Rob is a natural as a dairy farmer, possessing $400,000NZ or cows who reply to his greeting of "good morning" every day with a chorus of thunderous moos. His girl friend, Lucinda, appreciates Rob's talent with the animals but despite their passion under the sheets (or in this case under a colorful quilt), she wonders whether his affection toward her is at least as much as his attractive to the bovine. As quickly as you can say "Taumarunui," Lucinda literally runs into the fabulous Auntie (Rangi Motu), who because of a lack of heating in the boonies needs as many quilt blankets as her golf-crazed nephews can produce. When Auntie's Maori nephews steal the blanket in the dead of night, Lucinda is required by Auntie to swap her most valuable possession to get the comforter back. The tradeoff leads to a severance of her relationship with Rob, who is seduced by Lucinda's so- called best friend Drosophila (Willa O'Neill).
Despite the unobtrusive but effective presence of an enchanted soundtrack produced by the Moscow State Orchestra, this "Milk" is frightfully skimmed.

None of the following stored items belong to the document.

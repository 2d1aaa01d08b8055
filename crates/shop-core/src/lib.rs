//! # shop-core
//!
//! Core types and traits for the Satellite Spectrum storefront.
//!
//! This crate provides:
//! - `Cart`, `CartItem` and the storage-backed `CartStore`
//! - `ProcessedProduct` and the `Catalog` adapter
//! - `CheckoutRequest`, `CheckoutSession` and request body validation
//! - `CommerceProvider` trait for the payment provider
//! - `ShopError` for typed error handling
//!
//! ## Example
//!
//! ```rust,ignore
//! use shop_core::{CartStore, MemoryStorage, CheckoutRequest, CheckoutUrls};
//!
//! let store = CartStore::new(MemoryStorage::new());
//! store.add(&product)?;
//!
//! let urls = CheckoutUrls::new("https://shop.example");
//! let request = CheckoutRequest::new(store.line_items(), &urls);
//! let session = provider.create_checkout_session(&request).await?;
//!
//! // Redirect user to session.url
//! ```

pub mod cart;
pub mod catalog;
pub mod checkout;
pub mod error;
pub mod product;
pub mod provider;
pub mod settings;
pub mod store;
pub mod validation;

// Re-exports for convenience
pub use cart::{Cart, CartItem, NewCartItem};
pub use catalog::Catalog;
pub use checkout::{CheckoutLineItem, CheckoutRequest, CheckoutSession, CheckoutUrls};
pub use error::{ShopError, ShopResult, StorageError};
pub use product::{minor_units_to_decimal, Currency, ProcessedProduct, ProductDefaults};
pub use provider::{BoxedProvider, CommerceProvider};
pub use settings::{CheckoutPaths, StorefrontSettings};
pub use store::{
    CartLoadError, CartObserver, CartStorage, CartStore, MemoryStorage, UnavailableStorage,
    CART_STORAGE_KEY,
};
pub use validation::{validate_cart_checkout, validate_single_checkout, ValidationError};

Though Danielle Cormack sports long, curly locks giving her the appearance of a Rapunzel. and conveys her naivete by widening her eyes as though as student of Rodney Dangerfield, she is unappealingly masculine. One can easily see what the comely Karl Urban sees in the competition. Though Willa O'Neill's Drosophila drives a wreck of a car, she has far more charm and allure. The real trouble, though, is in the script, which comes across as though Mr. Sinclair simply allowed the ensemble to improvise and settled for the first take in each scene. If it's true that only a Western urban audience can appreciate the humor of the highly metropolitan Woody Allen, then perhaps logically enough the waggery allegedly present in a pastoral "The Price of Milk" became shipwrecked somewhere in the Tasman Sea.